— EXERCISE —
Write the entries out again. Each one must match exactly.

Saved entries
= Beginning of Section =

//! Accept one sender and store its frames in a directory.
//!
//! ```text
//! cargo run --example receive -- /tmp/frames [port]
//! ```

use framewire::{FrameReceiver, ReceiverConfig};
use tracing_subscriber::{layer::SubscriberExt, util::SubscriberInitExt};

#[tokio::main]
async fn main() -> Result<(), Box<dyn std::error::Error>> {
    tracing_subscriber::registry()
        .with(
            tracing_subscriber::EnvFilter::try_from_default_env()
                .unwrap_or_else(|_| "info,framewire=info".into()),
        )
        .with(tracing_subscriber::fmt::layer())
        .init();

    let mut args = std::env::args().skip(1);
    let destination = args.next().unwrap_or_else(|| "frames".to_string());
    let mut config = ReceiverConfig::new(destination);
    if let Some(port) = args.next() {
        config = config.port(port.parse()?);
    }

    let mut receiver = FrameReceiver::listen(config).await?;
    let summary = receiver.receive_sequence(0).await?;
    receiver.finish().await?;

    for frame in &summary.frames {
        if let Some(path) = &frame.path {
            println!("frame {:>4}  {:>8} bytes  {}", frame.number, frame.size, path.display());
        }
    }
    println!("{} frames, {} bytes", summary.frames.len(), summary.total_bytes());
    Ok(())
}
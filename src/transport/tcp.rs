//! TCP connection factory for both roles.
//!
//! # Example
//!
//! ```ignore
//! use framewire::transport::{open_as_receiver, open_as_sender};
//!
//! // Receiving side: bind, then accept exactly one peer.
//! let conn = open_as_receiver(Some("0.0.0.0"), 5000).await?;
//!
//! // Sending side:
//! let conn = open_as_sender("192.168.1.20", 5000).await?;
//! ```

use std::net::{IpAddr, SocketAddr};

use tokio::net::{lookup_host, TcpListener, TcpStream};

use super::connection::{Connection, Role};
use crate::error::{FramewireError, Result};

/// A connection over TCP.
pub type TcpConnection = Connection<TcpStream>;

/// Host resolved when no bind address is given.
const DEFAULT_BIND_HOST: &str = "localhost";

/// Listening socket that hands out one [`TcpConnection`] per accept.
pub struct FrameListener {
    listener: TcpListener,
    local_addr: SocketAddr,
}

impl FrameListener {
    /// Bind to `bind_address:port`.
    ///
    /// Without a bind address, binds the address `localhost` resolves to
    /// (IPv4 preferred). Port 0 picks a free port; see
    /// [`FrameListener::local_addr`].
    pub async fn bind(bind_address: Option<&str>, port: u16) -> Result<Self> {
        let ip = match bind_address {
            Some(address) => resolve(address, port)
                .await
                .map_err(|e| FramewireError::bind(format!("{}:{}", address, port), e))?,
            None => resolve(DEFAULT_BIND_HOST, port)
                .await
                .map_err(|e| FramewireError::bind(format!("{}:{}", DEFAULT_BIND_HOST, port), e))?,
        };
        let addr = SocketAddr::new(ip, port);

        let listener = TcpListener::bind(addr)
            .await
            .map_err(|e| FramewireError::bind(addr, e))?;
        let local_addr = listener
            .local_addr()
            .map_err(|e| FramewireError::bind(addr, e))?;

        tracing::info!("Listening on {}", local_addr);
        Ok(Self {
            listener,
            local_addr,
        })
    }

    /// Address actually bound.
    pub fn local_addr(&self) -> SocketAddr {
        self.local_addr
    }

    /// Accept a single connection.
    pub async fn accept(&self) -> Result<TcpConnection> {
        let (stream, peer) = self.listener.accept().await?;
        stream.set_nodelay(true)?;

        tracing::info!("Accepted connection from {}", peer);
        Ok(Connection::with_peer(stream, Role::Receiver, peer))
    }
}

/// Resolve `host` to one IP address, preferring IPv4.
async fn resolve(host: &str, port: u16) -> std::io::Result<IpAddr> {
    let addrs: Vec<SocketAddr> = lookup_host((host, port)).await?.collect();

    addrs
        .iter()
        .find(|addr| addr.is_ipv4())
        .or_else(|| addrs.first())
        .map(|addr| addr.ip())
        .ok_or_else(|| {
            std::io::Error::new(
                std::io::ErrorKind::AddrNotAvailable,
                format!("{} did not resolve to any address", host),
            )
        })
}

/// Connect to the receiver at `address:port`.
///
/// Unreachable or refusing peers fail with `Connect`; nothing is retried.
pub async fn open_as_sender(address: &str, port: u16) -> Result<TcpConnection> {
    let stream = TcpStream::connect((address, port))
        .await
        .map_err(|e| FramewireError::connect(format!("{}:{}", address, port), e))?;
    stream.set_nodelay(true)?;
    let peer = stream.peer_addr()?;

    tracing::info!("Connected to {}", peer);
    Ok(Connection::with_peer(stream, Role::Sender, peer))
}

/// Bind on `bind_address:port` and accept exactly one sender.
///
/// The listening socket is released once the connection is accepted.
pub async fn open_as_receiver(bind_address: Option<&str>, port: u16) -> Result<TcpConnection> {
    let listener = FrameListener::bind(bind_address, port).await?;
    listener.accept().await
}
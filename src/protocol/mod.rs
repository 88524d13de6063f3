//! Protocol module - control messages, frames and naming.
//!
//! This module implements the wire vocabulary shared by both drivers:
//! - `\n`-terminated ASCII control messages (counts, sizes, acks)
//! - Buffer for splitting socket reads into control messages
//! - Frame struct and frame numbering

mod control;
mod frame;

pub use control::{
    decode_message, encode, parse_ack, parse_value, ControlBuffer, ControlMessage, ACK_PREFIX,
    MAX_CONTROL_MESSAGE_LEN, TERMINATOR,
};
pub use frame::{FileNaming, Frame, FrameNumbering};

= End of Section =

— OUTPUT OF THE EXERCISE —
//! Accept one sender and store its frames in a directory.
//!
//! ```text
//! cargo run --example receive -- /tmp/frames [port]
//! ```

use framewire::{FrameReceiver, ReceiverConfig};
use tracing_subscriber::{layer::SubscriberExt, util::SubscriberInitExt};

#[tokio::main]
async fn main() -> Result<(), Box<dyn std::error::Error>> {
    tracing_subscriber::registry()
        .with(
            tracing_subscriber::EnvFilter::try_from_default_env()
                .unwrap_or_else(|_| "info,framewire=info".into()),
        )
        .with(tracing_subscriber::fmt::layer())
        .init();

    let mut args = std::env::args().skip(1);
    let destination = args.next().unwrap_or_else(|| "frames".to_string());
    let mut config = ReceiverConfig::new(destination);
    if let Some(port) = args.next() {
        config = config.port(port.parse()?);
    }

    let mut receiver = FrameReceiver::listen(config).await?;
    let summary = receiver.receive_sequence(0).await?;
    receiver.finish().await?;

    for frame in &summary.frames {
        if let Some(path) = &frame.path {
            println!("frame {:>4}  {:>8} bytes  {}", frame.number, frame.size, path.display());
        }
    }
    println!("{} frames, {} bytes", summary.frames.len(), summary.total_bytes());
    Ok(())
}
filename src/transport/tcp.rs
//! TCP connection factory for both roles.
//!
//! # Example
//!
//! ```ignore
//! use framewire::transport::{open_as_receiver, open_as_sender};
//!
//! // Receiving side: bind, then accept exactly one peer.
//! let conn = open_as_receiver(Some("0.0.0.0"), 5000).await?;
//!
//! // Sending side:
//! let conn = open_as_sender("192.168.1.20", 5000).await?;
//! ```

use std::net::{IpAddr, SocketAddr};

use tokio::net::{lookup_host, TcpListener, TcpStream};

use super::connection::{Connection, Role};
use crate::error::{FramewireError, Result};

/// A connection over TCP.
pub type TcpConnection = Connection<TcpStream>;

/// Host resolved when no bind address is given.
const DEFAULT_BIND_HOST: &str = "localhost";

/// Listening socket that hands out one [`TcpConnection`] per accept.
pub struct FrameListener {
    listener: TcpListener,
    local_addr: SocketAddr,
}

impl FrameListener {
    /// Bind to `bind_address:port`.
    ///
    /// Without a bind address, binds the address `localhost` resolves to
    /// (IPv4 preferred). Port 0 picks a free port; see
    /// [`FrameListener::local_addr`].
    pub async fn bind(bind_address: Option<&str>, port: u16) -> Result<Self> {
        let ip = match bind_address {
            Some(address) => resolve(address, port)
                .await
                .map_err(|e| FramewireError::bind(format!("{}:{}", address, port), e))?,
            None => resolve(DEFAULT_BIND_HOST, port)
                .await
                .map_err(|e| FramewireError::bind(format!("{}:{}", DEFAULT_BIND_HOST, port), e))?,
        };
        let addr = SocketAddr::new(ip, port);

        let listener = TcpListener::bind(addr)
            .await
            .map_err(|e| FramewireError::bind(addr, e))?;
        let local_addr = listener
            .local_addr()
            .map_err(|e| FramewireError::bind(addr, e))?;

        tracing::info!("Listening on {}", local_addr);
        Ok(Self {
            listener,
            local_addr,
        })
    }

    /// Address actually bound.
    pub fn local_addr(&self) -> SocketAddr {
        self.local_addr
    }

    /// Accept a single connection.
    pub async fn accept(&self) -> Result<TcpConnection> {
        let (stream, peer) = self.listener.accept().await?;
        stream.set_nodelay(true)?;

        tracing::info!("Accepted connection from {}", peer);
        Ok(Connection::with_peer(stream, Role::Receiver, peer))
    }
}

/// Resolve `host` to one IP address, preferring IPv4.
async fn resolve(host: &str, port: u16) -> std::io::Result<IpAddr> {
    let addrs: Vec<SocketAddr> = lookup_host((host, port)).await?.collect();

    addrs
        .iter()
        .find(|addr| addr.is_ipv4())
        .or_else(|| addrs.first())
        .map(|addr| addr.ip())
        .ok_or_else(|| {
            std::io::Error::new(
                std::io::ErrorKind::AddrNotAvailable,
                format!("{} did not resolve to any address", host),
            )
        })
}

/// Connect to the receiver at `address:port`.
///
/// Unreachable or refusing peers fail with `Connect`; nothing is retried.
pub async fn open_as_sender(address: &str, port: u16) -> Result<TcpConnection> {
    let stream = TcpStream::connect((address, port))
        .await
        .map_err(|e| FramewireError::connect(format!("{}:{}", address, port), e))?;
    stream.set_nodelay(true)?;
    let peer = stream.peer_addr()?;

    tracing::info!("Connected to {}", peer);
    Ok(Connection::with_peer(stream, Role::Sender, peer))
}

/// Bind on `bind_address:port` and accept exactly one sender.
///
/// The listening socket is released once the connection is accepted.
pub async fn open_as_receiver(bind_address: Option<&str>, port: u16) -> Result<TcpConnection> {
    let listener = FrameListener::bind(bind_address, port).await?;
    listener.accept().await
}
filename src/protocol/mod.rs
repository 88524d13de6063f3
//! Protocol module - control messages, frames and naming.
//!
//! This module implements the wire vocabulary shared by both drivers:
//! - `\n`-terminated ASCII control messages (counts, sizes, acks)
//! - Buffer for splitting socket reads into control messages
//! - Frame struct and frame numbering

mod control;
mod frame;

pub use control::{
    decode_message, encode, parse_ack, parse_value, ControlBuffer, ControlMessage, ACK_PREFIX,
    MAX_CONTROL_MESSAGE_LEN, TERMINATOR,
};
pub use frame::{FileNaming, Frame, FrameNumbering};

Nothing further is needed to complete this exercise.